Task prompt:
Look through the data below. Pick out the lines holding the string "collect".

Dataset records:
=======

use pulse_recon_common::Real;
use serde::{Deserialize, Serialize};

/// Population mean and standard deviation, `None` for an empty sample.
pub(crate) fn mean_and_std(values: &[Real]) -> Option<(Real, Real)> {
    if values.is_empty() {
        return None;
    }
    let len = values.len() as Real;
    let mean = values.iter().sum::<Real>() / len;
    let variance = values.iter().map(|v| (v - mean).powi(2)).sum::<Real>() / len;
    Some((mean, variance.sqrt()))
}

/// Bias statistics of one event count in the scaling study.
#[derive(Clone, Debug, PartialEq, Serialize, Deserialize)]
pub struct EventScalingEntry {
    #[serde(rename = "MA_bias_mean")]
    pub ma_bias_mean: Real,
    #[serde(rename = "MA_bias_std")]
    pub ma_bias_std: Real,
    #[serde(rename = "KF_bias_mean")]
    pub kf_bias_mean: Real,
    #[serde(rename = "KF_bias_std")]
    pub kf_bias_std: Real,
    /// The first biases, kept for histogramming.
    #[serde(rename = "MA_biases")]
    pub ma_biases: Vec<Real>,
    #[serde(rename = "KF_biases")]
    pub kf_biases: Vec<Real>,
}

impl EventScalingEntry {
    pub(crate) fn from_biases(
        ma_biases: &[Real],
        kf_biases: &[Real],
        sample_size: usize,
    ) -> Option<Self> {
        let (ma_bias_mean, ma_bias_std) = mean_and_std(ma_biases)?;
        let (kf_bias_mean, kf_bias_std) = mean_and_std(kf_biases)?;
        Some(Self {
            ma_bias_mean,
            ma_bias_std,
            kf_bias_mean,
            kf_bias_std,
            ma_biases: ma_biases.iter().take(sample_size).copied().collect(),
            kf_biases: kf_biases.iter().take(sample_size).copied().collect(),
        })
    }
}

=======

Response box:
            ma_biases: ma_biases.iter().take(sample_size).copied().collect(),
            kf_biases: kf_biases.iter().take(sample_size).copied().collect(),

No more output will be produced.